SPEAKER_00If every day is available for you to start a new project, then you're gonna start a new project whenever you feel like it. However, if you create seasons and windows to where this is the time when we kickstart projects, and these are the times where we're executing the projects that we kick started, you have fixed the problem. So let me explain. We run on cycles and cooldowns. Cycles are 90-day execution periods, cooldowns are the 30-day windows between cycles that we review the past cycle and say, How did the last cycle go? And then what are we doing for the next cycle? Right. Okay. So what that means is we never start and kick start a project during a cycle. I like it. And if you don't do that, the only windows to start a project are during the cooldowns, which is the appropriate time that we committed to ourselves, where we're gonna talk about what are all the ideas that we've had to do it. So most churches don't operate like that. They do it, they're gonna start a project on a Tuesday at 3 p.m. whenever they feel like it, and they're gonna drop by an office and just say, hey, we're doing this thing now.
SPEAKER_02And I think even from a world standpoint and just what we see out there in nature, it would be the stupidest thing for you to think every time you had a seed, you plant it immediately. That's dumb. Nobody thinks that way. There's not even a reality of existence that points to that. And yet, sometimes in our churches, that's how we're operating. If every day is a day that you can start a new idea, you probably will whenever you feel like it.
SPEAKER_01Yeah, but it's even more like you'll probably start one every day then. Yeah. Yeah. You're just gonna do it. I'm fine with all this that we're talking about as a lead pastor, if two things. Number one, I still can share the ideas I have, even if we're not gonna implement them right now. I gotta have a way to get that out of my head and out of my heart. So good. I'm gonna be sitting over here exploding because I have an idea. Okay. Number two is I'm okay as long as you're actually gonna pull this off. I don't like saying, hey, you know, yeah, can you give us some time on this? And then nobody ever does it. Yeah. Like when you know what I'm saying? Let's play the opposite side.
SPEAKER_00Um, most of the time as a visionary leader is your idea that you love so much that you're exploding about, you don't even like it two weeks later. Well, that's true, but I still need to say it.
SPEAKER_02Yeah, inside of it, well, especially your kind of leader, and there are leaders that were that are watching this that you actually, when you have something that somehow is connected to your heart and mind, you need to verbalize
Visionaries need systems, not more conversations
SPEAKER_02it pretty quickly. You need to get it in a space.

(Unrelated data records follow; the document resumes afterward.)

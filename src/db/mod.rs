//! PostgreSQL access. Functions take any `PgExecutor` so the same query runs
//! against the pool or inside an open transaction (`&mut *tx`).

pub mod catalog;
pub mod coupons;
pub mod orders;
pub mod queries;
//! Post-commit side effects.
//!
//! Hooks run after the order transaction has committed. They run
//! concurrently, a failure in one never stops the others, and nothing they
//! do can roll the order back. Failures come back as `[hook] message` strings.

use futures::future::{join_all, BoxFuture};
use serde::Serialize;
use tracing::warn;

#[derive(Clone, Debug, Default, PartialEq, Eq, Serialize)]
pub struct PostOrderReport {
    pub success: bool,
    pub errors: Vec<String>,
}

pub struct PostCommitHooks<'a> {
    hooks: Vec<(&'static str, BoxFuture<'a, anyhow::Result<()>>)>,
}

impl<'a> PostCommitHooks<'a> {
    pub fn new() -> Self { Self { hooks: Vec::new() } }

    pub fn add(mut self, name: &'static str, hook: BoxFuture<'a, anyhow::Result<()>>) -> Self {
        self.hooks.push((name, hook));
        self
    }

    pub async fn run(self) -> PostOrderReport {
        let (names, futures): (Vec<_>, Vec<_>) = self.hooks.into_iter().unzip();
        let results = join_all(futures).await;
        let errors: Vec<String> = names
            .into_iter()
            .zip(results)
            .filter_map(|(name, result)| {
                result.err().map(|e| {
                    warn!(hook = name, error = %format!("{e:#}"), "post-commit hook failed");
                    format!("[{name}] {e:#}")
                })
            })
            .collect();
        PostOrderReport { success: errors.is_empty(), errors }
    }
}

impl Default for PostCommitHooks<'_> {
    fn default() -> Self { Self::new() }
}

#[cfg(test)]
mod tests {
    use super::*;
    use futures::FutureExt;
    use std::sync::atomic::{AtomicUsize, Ordering};

    #[tokio::test]
    async fn test_all_hooks_succeed() {
        let report = PostCommitHooks::new()
            .add("notify", async { Ok::<_, anyhow::Error>(()) }.boxed())
            .add("event", async { Ok::<_, anyhow::Error>(()) }.boxed())
            .run()
            .await;
        assert_eq!(report, PostOrderReport { success: true, errors: vec![] });
    }

    #[tokio::test]
    async fn test_failure_is_collected_and_others_still_run() {
        let ran = AtomicUsize::new(0);
        let report = PostCommitHooks::new()
            .add("notify", async { Err::<(), _>(anyhow::anyhow!("smtp down")) }.boxed())
            .add("event", async {
                ran.fetch_add(1, Ordering::SeqCst);
                Ok::<_, anyhow::Error>(())
            }.boxed())
            .run()
            .await;
        assert!(!report.success);
        assert_eq!(report.errors, vec!["[notify] smtp down".to_string()]);
        assert_eq!(ran.load(Ordering::SeqCst), 1);
    }

    #[tokio::test]
    async fn test_empty_hook_list_is_success() {
        assert!(PostCommitHooks::default().run().await.success);
    }
}
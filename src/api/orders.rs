//! Customer and vendor order endpoints under `/api/orders`.

use axum::body::Bytes;
use axum::extract::State;
use serde::Deserialize;
use validator::Validate;

use crate::api::auth::AuthUser;
use crate::api::extract::{ValidJson, ValidPath, ValidQuery};
use crate::api::response::ApiResponse;
use crate::api::AppState;
use crate::db::queries::{OrderStats, Page};
use crate::domain::aggregates::{OrderDetails, OrderStatus};
use crate::domain::status::Shipment;
use crate::domain::value_objects::OrderNumber;
use crate::error::{OrderError, Result};
use crate::services::orders::{CheckoutRequest, OrderPage, PlacedOrder, StatusUpdate};

pub const USER_PAGE_LIMIT: i64 = 20;

#[derive(Debug, Default, Deserialize, Validate)]
#[serde(rename_all = "camelCase")]
pub struct CheckoutBody {
    #[validate(range(min = 1))]
    pub shipping_address_id: Option<i64>,
    #[validate(range(min = 1))]
    pub billing_address_id: Option<i64>,
    #[validate(length(min = 1, max = 50))]
    pub shipping_method: Option<String>,
    #[validate(length(max = 1000))]
    pub notes: Option<String>,
    #[validate(length(min = 1, max = 50))]
    pub coupon_code: Option<String>,
}

impl From<CheckoutBody> for CheckoutRequest {
    fn from(body: CheckoutBody) -> Self {
        Self {
            shipping_address_id: body.shipping_address_id,
            billing_address_id: body.billing_address_id,
            shipping_method: body.shipping_method,
            notes: body.notes,
            coupon_code: body.coupon_code,
        }
    }
}

#[derive(Debug, Deserialize, Validate)]
#[serde(rename_all = "camelCase")]
pub struct StatusBody {
    pub status: OrderStatus,
    #[validate(length(max = 1000))]
    pub notes: Option<String>,
    #[validate(length(min = 1, max = 100))]
    pub tracking_number: Option<String>,
    #[validate(length(min = 1, max = 100))]
    pub carrier: Option<String>,
}

impl StatusBody {
    pub fn shipment(&self) -> Shipment {
        Shipment { tracking_number: self.tracking_number.clone(), carrier: self.carrier.clone() }
    }
}

#[derive(Debug, Default, Deserialize, Validate)]
pub struct CancelBody {
    #[validate(length(max = 1000))]
    pub reason: Option<String>,
}

#[derive(Debug, Default, Deserialize, Validate)]
pub struct PageParams {
    #[validate(range(min = 1, max = 100))]
    pub limit: Option<i64>,
    #[validate(range(min = 0))]
    pub offset: Option<i64>,
}

impl PageParams {
    pub fn page(&self, default_limit: i64) -> Page {
        Page { limit: self.limit.unwrap_or(default_limit), offset: self.offset.unwrap_or(0) }
    }
}

pub async fn checkout(
    State(state): State<AppState>,
    AuthUser(actor): AuthUser,
    ValidJson(body): ValidJson<CheckoutBody>,
) -> Result<ApiResponse<PlacedOrder>> {
    let placed = state.orders.checkout(actor.user_id, body.into()).await?;
    let message = placed.message.clone();
    Ok(ApiResponse::ok(placed).with_message(message))
}

pub async fn list_orders(
    State(state): State<AppState>,
    AuthUser(actor): AuthUser,
    ValidQuery(params): ValidQuery<PageParams>,
) -> Result<ApiResponse<OrderPage>> {
    let page = state.orders.list_for_user(actor.user_id, params.page(USER_PAGE_LIMIT)).await?;
    Ok(ApiResponse::ok(page))
}

pub async fn my_stats(State(state): State<AppState>, AuthUser(actor): AuthUser) -> Result<ApiResponse<OrderStats>> {
    Ok(ApiResponse::ok(state.orders.stats(Some(actor.user_id)).await?))
}

pub async fn get_order(
    State(state): State<AppState>,
    AuthUser(actor): AuthUser,
    ValidPath(order_id): ValidPath<i64>,
) -> Result<ApiResponse<OrderDetails>> {
    Ok(ApiResponse::ok(state.orders.get(order_id, actor).await?))
}

pub async fn get_order_by_number(
    State(state): State<AppState>,
    AuthUser(actor): AuthUser,
    ValidPath(order_number): ValidPath<String>,
) -> Result<ApiResponse<OrderDetails>> {
    let number = OrderNumber::parse(order_number).map_err(|e| OrderError::Validation(e.to_string()))?;
    Ok(ApiResponse::ok(state.orders.get_by_number(number.as_str(), actor).await?))
}

/// The body is optional; an empty one means "no reason given".
pub async fn cancel_order(
    State(state): State<AppState>,
    AuthUser(actor): AuthUser,
    ValidPath(order_id): ValidPath<i64>,
    body: Bytes,
) -> Result<ApiResponse<StatusUpdate>> {
    let body: CancelBody = if body.is_empty() {
        CancelBody::default()
    } else {
        serde_json::from_slice(&body).map_err(|e| OrderError::Validation(e.to_string()))?
    };
    body.validate()?;
    let update = state.orders.cancel(order_id, actor, body.reason).await?;
    Ok(ApiResponse::ok(update).with_message("Order cancelled successfully"))
}

pub async fn update_status(
    State(state): State<AppState>,
    AuthUser(actor): AuthUser,
    ValidPath(order_id): ValidPath<i64>,
    ValidJson(body): ValidJson<StatusBody>,
) -> Result<ApiResponse<StatusUpdate>> {
    let shipment = body.shipment();
    let update = state.orders.advance(order_id, actor, body.status, body.notes, shipment).await?;
    let message = format!("Order status updated to {}", update.order.status);
    Ok(ApiResponse::ok(update).with_message(message))
}

#[cfg(test)]
mod tests {
    use super::*;

    #[test]
    fn test_checkout_body_reads_camel_case() {
        let body: CheckoutBody =
            serde_json::from_str(r#"{"shippingAddressId": 3, "couponCode": "SAVE10", "shippingMethod": "express"}"#).unwrap();
        assert_eq!(body.shipping_address_id, Some(3));
        assert!(body.validate().is_ok());
        let request = CheckoutRequest::from(body);
        assert_eq!(request.coupon_code.as_deref(), Some("SAVE10"));
        assert!(request.billing_address_id.is_none());
    }

    #[test]
    fn test_checkout_body_limits() {
        let body = CheckoutBody { shipping_address_id: Some(0), ..Default::default() };
        assert!(body.validate().is_err());
        let body = CheckoutBody { coupon_code: Some(String::new()), ..Default::default() };
        assert!(body.validate().is_err());
    }

    #[test]
    fn test_status_body() {
        let body: StatusBody =
            serde_json::from_str(r#"{"status": "shipped", "trackingNumber": "TRK1", "carrier": "BlueDart"}"#).unwrap();
        assert_eq!(body.status, OrderStatus::Shipped);
        assert_eq!(body.shipment().tracking_number.as_deref(), Some("TRK1"));
        assert!(serde_json::from_str::<StatusBody>(r#"{"status": "lost"}"#).is_err());
    }

    #[test]
    fn test_page_defaults_and_bounds() {
        let params = PageParams::default();
        assert_eq!(params.page(USER_PAGE_LIMIT), Page { limit: 20, offset: 0 });
        assert!(PageParams { limit: Some(500), offset: None }.validate().is_err());
        assert!(PageParams { limit: Some(10), offset: Some(-1) }.validate().is_err());
    }
}
//! Turns a validated cart into an order draft ready to persist.

use chrono::{DateTime, Datelike, Duration, NaiveDate, Utc, Weekday};
use rust_decimal::Decimal;
use serde::Serialize;
use thiserror::Error;

use crate::domain::aggregates::{AddressSnapshot, AppliedCoupon, CheckoutCart};
use crate::domain::pricing::{PriceBreakdown, PricingPolicy};
use crate::domain::stock::{self, StockShortage};
use crate::domain::value_objects::{round_money, OrderNumber};

pub const DEFAULT_SHIPPING_METHOD: &str = "standard";

#[derive(Debug, Clone, PartialEq, Eq, Error)]
pub enum BuildError {
    #[error("Cart is empty")]
    EmptyCart,
    #[error(transparent)]
    InsufficientStock(#[from] StockShortage),
}

/// An address the user owns, with the fields frozen for the order.
#[derive(Clone, Debug, PartialEq, Eq)]
pub struct ResolvedAddress {
    pub id: i64,
    pub snapshot: AddressSnapshot,
}

#[derive(Clone, Debug, Default)]
pub struct CheckoutOptions {
    pub shipping_method: Option<String>,
    pub notes: Option<String>,
}

#[derive(Clone, Debug, Serialize)]
pub struct OrderItemDraft {
    pub product_id: i64,
    pub product_name: String,
    pub product_sku: Option<String>,
    pub product_image_url: Option<String>,
    pub variant_attributes: Option<serde_json::Value>,
    pub unit_price: Decimal,
    pub quantity: i32,
    pub total_price: Decimal,
}

#[derive(Clone, Debug, Serialize)]
pub struct OrderDraft {
    pub order_number: OrderNumber,
    pub user_id: i64,
    pub currency: String,
    pub pricing: PriceBreakdown,
    pub coupon: Option<AppliedCoupon>,
    pub shipping_address_id: i64,
    pub billing_address_id: i64,
    pub shipping_address: AddressSnapshot,
    pub billing_address: AddressSnapshot,
    pub shipping_method: String,
    pub customer_notes: Option<String>,
    pub estimated_delivery_date: NaiveDate,
    pub items: Vec<OrderItemDraft>,
}

/// Checkout preconditions: at least one line, every line covered by stock.
pub fn ensure_ready(cart: &CheckoutCart) -> Result<(), BuildError> {
    if cart.is_empty() { return Err(BuildError::EmptyCart); }
    stock::check_availability(cart.lines())?;
    Ok(())
}

/// Adds `business_days` to `placed`, skipping Saturdays and Sundays.
pub fn estimate_delivery_date(placed: NaiveDate, business_days: u32) -> NaiveDate {
    let mut date = placed;
    let mut added = 0;
    while added < business_days {
        date += Duration::days(1);
        if !matches!(date.weekday(), Weekday::Sat | Weekday::Sun) { added += 1; }
    }
    date
}

pub struct OrderBuilder<'a> {
    pub policy: &'a PricingPolicy,
    pub currency: &'a str,
    pub delivery_business_days: u32,
    pub free_shipping_coupons_waive_shipping: bool,
}

impl OrderBuilder<'_> {
    pub fn build(
        &self,
        cart: &CheckoutCart,
        coupon: Option<AppliedCoupon>,
        shipping: ResolvedAddress,
        billing: ResolvedAddress,
        options: CheckoutOptions,
        now: DateTime<Utc>,
    ) -> Result<OrderDraft, BuildError> {
        ensure_ready(cart)?;

        let discount = coupon.as_ref().map_or(Decimal::ZERO, |c| c.discount);
        let waive_shipping = self.free_shipping_coupons_waive_shipping && coupon.as_ref().is_some_and(|c| c.waives_shipping);
        let pricing = self.policy.price(cart.lines().iter().map(|l| (l.unit_price, l.quantity)), discount, waive_shipping);
        // Usage is recorded at the amount the order actually received.
        let coupon = coupon.map(|c| AppliedCoupon { discount: pricing.discount_amount, ..c });

        let items = cart
            .lines()
            .iter()
            .map(|line| OrderItemDraft {
                product_id: line.product_id,
                product_name: line.product_name.clone(),
                product_sku: line.sku.clone(),
                product_image_url: line.image_url.clone(),
                variant_attributes: line.variant_attributes(),
                unit_price: line.unit_price,
                quantity: line.quantity,
                total_price: round_money(line.line_total()),
            })
            .collect();

        Ok(OrderDraft {
            order_number: OrderNumber::generate(now),
            user_id: cart.user_id(),
            currency: self.currency.to_string(),
            pricing,
            coupon,
            shipping_address_id: shipping.id,
            billing_address_id: billing.id,
            shipping_address: shipping.snapshot,
            billing_address: billing.snapshot,
            shipping_method: options
                .shipping_method
                .filter(|m| !m.trim().is_empty())
                .unwrap_or_else(|| DEFAULT_SHIPPING_METHOD.to_string()),
            customer_notes: options.notes.filter(|n| !n.trim().is_empty()),
            estimated_delivery_date: estimate_delivery_date(now.date_naive(), self.delivery_business_days),
            items,
        })
    }
}
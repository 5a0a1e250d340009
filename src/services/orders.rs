//! Order service: checkout, status changes and reads.
//!
//! Every write runs in one database transaction that commits or rolls back
//! as a unit; an early `?` return drops the transaction, which rolls it back.
//! Side effects (confirmation, events) run only after commit.

use std::sync::Arc;

use anyhow::Context;
use chrono::{DateTime, Utc};
use futures::FutureExt;
use rust_decimal::Decimal;
use serde::Serialize;
use sqlx::{PgConnection, PgPool};
use tracing::{error, info, instrument, warn};

use crate::config::OrderSettings;
use crate::db::queries::{OrderFilter, OrderStats, Page};
use crate::db::{catalog, coupons, orders, queries};
use crate::domain::aggregates::{coupon, AppliedCoupon, CheckoutCart, Order, OrderDetails, OrderItem, OrderStatus, OrderSummary};
use crate::domain::checkout::{self, CheckoutOptions, OrderBuilder, ResolvedAddress};
use crate::domain::events::{confirmation_message, OrderEvent, OrderNotification};
use crate::domain::status::{self, Actor, Shipment, StatusCommand};
use crate::domain::stock::{self, StockShortage};
use crate::domain::value_objects::OrderNumber;
use crate::error::{OrderError, Result};
use crate::services::hooks::{PostCommitHooks, PostOrderReport};
use crate::services::notify::{self, EventPublisher};

/// Order numbers tried per checkout before giving up with a conflict.
pub const ORDER_NUMBER_ATTEMPTS: u32 = 3;

/// Checkout input after HTTP validation.
#[derive(Clone, Debug, Default)]
pub struct CheckoutRequest {
    pub shipping_address_id: Option<i64>,
    pub billing_address_id: Option<i64>,
    pub shipping_method: Option<String>,
    pub notes: Option<String>,
    pub coupon_code: Option<String>,
}

#[derive(Debug, Serialize)]
pub struct PlacedOrder {
    pub order: Order,
    pub items: Vec<OrderItem>,
    pub post_order: PostOrderReport,
    #[serde(skip)]
    pub message: String,
}

#[derive(Debug, Serialize)]
pub struct StatusUpdate {
    pub order: Order,
    pub previous_status: OrderStatus,
    pub post_order: PostOrderReport,
}

#[derive(Debug, Serialize)]
pub struct OrderPage {
    pub orders: Vec<OrderSummary>,
    pub total: i64,
    pub limit: i64,
    pub offset: i64,
}

#[derive(Debug, Serialize)]
pub struct UserOverview {
    pub user_id: i64,
    #[serde(flatten)]
    pub page: OrderPage,
    pub stats: OrderStats,
}

#[derive(Clone)]
pub struct OrderService {
    pool: PgPool,
    settings: Arc<OrderSettings>,
    events: EventPublisher,
}

impl OrderService {
    pub fn new(pool: PgPool, settings: OrderSettings, events: EventPublisher) -> Self {
        Self { pool, settings: Arc::new(settings), events }
    }

    /// Turns the user's cart into an order. Stock, cart, coupon accounting
    /// and the order rows change together or not at all.
    #[instrument(skip(self, request), fields(coupon = request.coupon_code.as_deref()))]
    pub async fn checkout(&self, user_id: i64, request: CheckoutRequest) -> Result<PlacedOrder> {
        let now = Utc::now();
        let mut tx = self.pool.begin().await.map_err(|e| {
            error!(error = %e, "Failed to start checkout transaction");
            e
        })?;

        let cart = CheckoutCart::new(user_id, catalog::cart_lines(&mut *tx, user_id).await?);
        if let Err(e) = checkout::ensure_ready(&cart) {
            warn!(error = %e, lines = cart.lines().len(), "Checkout rejected");
            return Err(e.into());
        }

        let (shipping, billing) =
            resolve_addresses(&mut tx, user_id, request.shipping_address_id, request.billing_address_id).await?;

        let coupon = match request.coupon_code.as_deref().map(str::trim).filter(|c| !c.is_empty()) {
            Some(code) => Some(apply_coupon(&mut tx, code, user_id, cart.subtotal(), now).await?),
            None => None,
        };

        let builder = OrderBuilder {
            policy: &self.settings.pricing,
            currency: &self.settings.currency,
            delivery_business_days: self.settings.delivery_business_days,
            free_shipping_coupons_waive_shipping: self.settings.free_shipping_coupons_waive_shipping,
        };
        let options = CheckoutOptions { shipping_method: request.shipping_method, notes: request.notes };
        let mut draft = builder.build(&cart, coupon, shipping, billing, options, now)?;

        let mut attempt = 1;
        let (order, items) = loop {
            let inserted = orders::insert_draft(&mut tx, &draft).await.map_err(|e| {
                error!(error = %e, order_number = %draft.order_number, "Failed to insert order");
                e
            })?;
            match inserted {
                Some(inserted) => break inserted,
                None if attempt < ORDER_NUMBER_ATTEMPTS => {
                    warn!(order_number = %draft.order_number, attempt, "Order number taken, generating another");
                    draft.order_number = OrderNumber::generate(Utc::now());
                    attempt += 1;
                }
                None => return Err(OrderError::Conflict("Could not allocate an order number, please retry")),
            }
        };

        for movement in stock::reservation_plan(cart.lines()) {
            if !catalog::reserve_stock(&mut *tx, &movement).await? {
                let available = catalog::stock_level(&mut *tx, movement.product_id).await?.unwrap_or(0);
                let product_name = cart
                    .lines()
                    .iter()
                    .find(|l| l.product_id == movement.product_id)
                    .map(|l| l.product_name.clone())
                    .unwrap_or_default();
                warn!(product_id = movement.product_id, requested = movement.quantity, available, "Stock moved during checkout");
                return Err(StockShortage { product_id: movement.product_id, product_name, requested: movement.quantity, available }.into());
            }
        }

        catalog::clear_cart(&mut *tx, user_id).await?;

        if let Some(applied) = &draft.coupon {
            coupons::insert_usage(&mut *tx, applied, user_id, order.id).await?;
            coupons::increment_times_used(&mut *tx, applied.coupon_id).await?;
        }

        tx.commit().await.map_err(|e| {
            error!(error = %e, order_id = order.id, "Failed to commit checkout transaction");
            e
        })?;
        info!(order_id = order.id, order_number = %order.order_number, total = %order.total_amount, "Order placed");

        let post_order = self.after_placement(&order, &items).await;
        Ok(PlacedOrder { message: confirmation_message(&order), order, items, post_order })
    }

    async fn after_placement(&self, order: &Order, items: &[OrderItem]) -> PostOrderReport {
        let event = OrderEvent::placed(order, items);
        PostCommitHooks::new()
            .add(
                "send_confirmation",
                async move {
                    let user_id = order.user_id.context("order has no owner")?;
                    let email = catalog::user_email(&self.pool, user_id).await?.unwrap_or_default();
                    notify::send_confirmation(&OrderNotification::for_order(order, items, email)).await
                }
                .boxed(),
            )
            .add("emit_event", async move { self.events.publish(&event).await }.boxed())
            .run()
            .await
    }

    /// Owner cancellation, allowed while the order is pending or confirmed.
    pub async fn cancel(&self, order_id: i64, actor: Actor, reason: Option<String>) -> Result<StatusUpdate> {
        self.change_status(order_id, actor, StatusCommand::Cancel { reason }).await
    }

    /// Vendor/admin move along the forward transition table.
    pub async fn advance(
        &self,
        order_id: i64,
        actor: Actor,
        to: OrderStatus,
        notes: Option<String>,
        shipment: Shipment,
    ) -> Result<StatusUpdate> {
        self.change_status(order_id, actor, StatusCommand::Advance { to, notes, shipment }).await
    }

    /// Admin-only: set any status other than the current one. Cancelled
    /// orders stay cancelled.
    pub async fn override_status(
        &self,
        order_id: i64,
        actor: Actor,
        to: OrderStatus,
        notes: Option<String>,
        shipment: Shipment,
    ) -> Result<StatusUpdate> {
        self.change_status(order_id, actor, StatusCommand::Override { to, notes, shipment }).await
    }

    #[instrument(skip(self, command), fields(target = %command.target()))]
    pub async fn change_status(&self, order_id: i64, actor: Actor, command: StatusCommand) -> Result<StatusUpdate> {
        status::authorize_role(&actor, &command).map_err(|denial| {
            warn!(reason = %denial, "Status change denied");
            OrderError::from(denial)
        })?;

        let mut tx = self.pool.begin().await.map_err(|e| {
            error!(error = %e, "Failed to start status transaction");
            e
        })?;

        let current = orders::lock_order(&mut *tx, order_id).await?.ok_or_else(|| {
            warn!("Order not found for status update");
            OrderError::NotFound("Order")
        })?;

        status::authorize(&actor, &command, current.user_id).map_err(|denial| {
            warn!(reason = %denial, "Status change denied");
            OrderError::from(denial)
        })?;

        let plan = status::plan_transition(current.status, &command, &actor, Utc::now()).map_err(|e| {
            warn!(error = %e, "Illegal status transition");
            OrderError::from(e)
        })?;

        let order = orders::apply_transition(&mut *tx, order_id, &plan).await?;
        orders::append_history(&mut *tx, order_id, Some(plan.from), plan.to, Some(plan.changed_by), plan.notes.as_deref()).await?;

        if plan.effects.restore_stock {
            let items = orders::items_for(&mut *tx, order_id).await?;
            for movement in stock::restoration_plan(&items) {
                catalog::restore_stock(&mut *tx, &movement).await?;
            }
        }

        tx.commit().await.map_err(|e| {
            error!(error = %e, "Failed to commit status transaction");
            e
        })?;
        info!(old_status = %plan.from, new_status = %plan.to, "Order status updated");

        let event = OrderEvent::status_changed(&order, plan.from, plan.changed_by);
        let post_order = PostCommitHooks::new().add("emit_event", self.events.publish(&event).boxed()).run().await;
        Ok(StatusUpdate { order, previous_status: plan.from, post_order })
    }

    /// Detail view for the owner or an admin. Anyone else gets `NotFound`.
    #[instrument(skip(self))]
    pub async fn get(&self, order_id: i64, actor: Actor) -> Result<OrderDetails> {
        let order = orders::find_by_id(&self.pool, order_id).await?;
        self.details(order, actor).await
    }

    #[instrument(skip(self))]
    pub async fn get_by_number(&self, order_number: &str, actor: Actor) -> Result<OrderDetails> {
        let order = orders::find_by_number(&self.pool, order_number).await?;
        self.details(order, actor).await
    }

    async fn details(&self, order: Option<Order>, actor: Actor) -> Result<OrderDetails> {
        let order = order
            .filter(|o| actor.is_admin() || o.is_owned_by(actor.user_id))
            .ok_or(OrderError::NotFound("Order"))?;
        let (items, history) =
            tokio::try_join!(orders::items_for(&self.pool, order.id), orders::history_for(&self.pool, order.id))?;
        Ok(OrderDetails::new(order, items, history))
    }

    #[instrument(skip(self))]
    pub async fn list_for_user(&self, user_id: i64, page: Page) -> Result<OrderPage> {
        let (orders, total) = tokio::try_join!(
            queries::list_for_user(&self.pool, user_id, page),
            queries::count_for_user(&self.pool, user_id)
        )?;
        Ok(OrderPage { orders, total, limit: page.limit, offset: page.offset })
    }

    #[instrument(skip(self))]
    pub async fn admin_list(&self, filter: OrderFilter, page: Page) -> Result<OrderPage> {
        let (orders, total) =
            tokio::try_join!(queries::list_all(&self.pool, &filter, page), queries::count_all(&self.pool, &filter))?;
        info!(total, returned = orders.len(), "Orders listed");
        Ok(OrderPage { orders, total, limit: page.limit, offset: page.offset })
    }

    /// Per-user statistics, or global ones when `user_id` is `None`.
    #[instrument(skip(self))]
    pub async fn stats(&self, user_id: Option<i64>) -> Result<OrderStats> {
        let (totals, by_status) =
            tokio::try_join!(queries::totals(&self.pool, user_id), queries::status_counts(&self.pool, user_id))?;
        Ok(OrderStats { totals, by_status })
    }

    pub async fn user_overview(&self, user_id: i64, page: Page) -> Result<UserOverview> {
        let (page, stats) = tokio::try_join!(self.list_for_user(user_id, page), self.stats(Some(user_id)))?;
        Ok(UserOverview { user_id, page, stats })
    }
}

/// Explicit ids must belong to the user. Without a shipping id the default
/// (else oldest) address is used; billing falls back to shipping.
async fn resolve_addresses(
    conn: &mut PgConnection,
    user_id: i64,
    shipping_id: Option<i64>,
    billing_id: Option<i64>,
) -> Result<(ResolvedAddress, ResolvedAddress)> {
    let shipping = match shipping_id {
        Some(id) => catalog::find_address(&mut *conn, user_id, id).await?.ok_or(OrderError::NotFound("Shipping address"))?,
        None => catalog::default_address(&mut *conn, user_id).await?.ok_or_else(|| {
            warn!(user_id, "Checkout without any address on file");
            OrderError::AddressRequired
        })?,
    };
    let billing = match billing_id {
        Some(id) if id != shipping.id => {
            catalog::find_address(&mut *conn, user_id, id).await?.ok_or(OrderError::NotFound("Billing address"))?
        }
        _ => shipping.clone(),
    };
    Ok((shipping.into(), billing.into()))
}

/// Locks the coupon row, counts this user's prior uses when a per-user cap
/// exists, then evaluates.
async fn apply_coupon(
    conn: &mut PgConnection,
    code: &str,
    user_id: i64,
    subtotal: Decimal,
    now: DateTime<Utc>,
) -> Result<AppliedCoupon> {
    let found = coupons::find_for_update(&mut *conn, code).await?;
    let prior_uses = match &found {
        Some(c) if c.limits_per_user() => coupons::count_usage(&mut *conn, c.id, user_id).await?,
        _ => 0,
    };
    coupon::evaluate(found.as_ref(), prior_uses, subtotal, now).map_err(|e| {
        warn!(code, error = %e, "Coupon rejected");
        OrderError::from(e)
    })
}
//! Outbound side effects: order events on NATS and customer confirmations.

use anyhow::Context;
use tracing::{debug, info};

use crate::domain::events::{OrderEvent, OrderNotification};

/// Publishes order events as JSON on one subject. Without a NATS client the
/// publisher is disabled and events are only logged.
#[derive(Clone)]
pub struct EventPublisher {
    client: Option<async_nats::Client>,
    subject: String,
}

impl EventPublisher {
    pub fn new(client: Option<async_nats::Client>, subject: impl Into<String>) -> Self {
        Self { client, subject: subject.into() }
    }

    pub fn disabled() -> Self { Self::new(None, "orders.events") }

    pub fn is_enabled(&self) -> bool { self.client.is_some() }

    pub async fn publish(&self, event: &OrderEvent) -> anyhow::Result<()> {
        let Some(client) = &self.client else {
            debug!(event = event.name(), "NATS not configured, event not published");
            return Ok(());
        };
        let payload = serde_json::to_vec(event).context("serialising order event")?;
        client
            .publish(self.subject.clone(), payload.into())
            .await
            .with_context(|| format!("publishing {} to {}", event.name(), self.subject))?;
        debug!(event = event.name(), subject = %self.subject, "event published");
        Ok(())
    }
}

/// Delivery of the confirmation itself belongs to the notification service;
/// this records the payload it would receive.
pub async fn send_confirmation(notification: &OrderNotification) -> anyhow::Result<()> {
    if notification.to.is_empty() {
        anyhow::bail!("no email address on file");
    }
    info!(
        to = %notification.to,
        order_number = %notification.order_number,
        total = %notification.total_amount,
        items = notification.items.len(),
        "order confirmation queued"
    );
    Ok(())
}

SPEAKER_00What I found with most lead pastors is the reason they have an internal desire to, and you use the word explode, the reason they're exploding is most lead pastors are disorganized. And so they use people instead of a system to keep track of their ideas.
SPEAKER_02That's so great. I had a pastor one time, uh, I was telling him, dude, you gotta get an administrator. This is gonna change your life. He goes, What I need an administrator for, everybody's my administrator, and that's what you're talking about. Yeah, they don't have an organized uh organized system, so everybody's their administrator.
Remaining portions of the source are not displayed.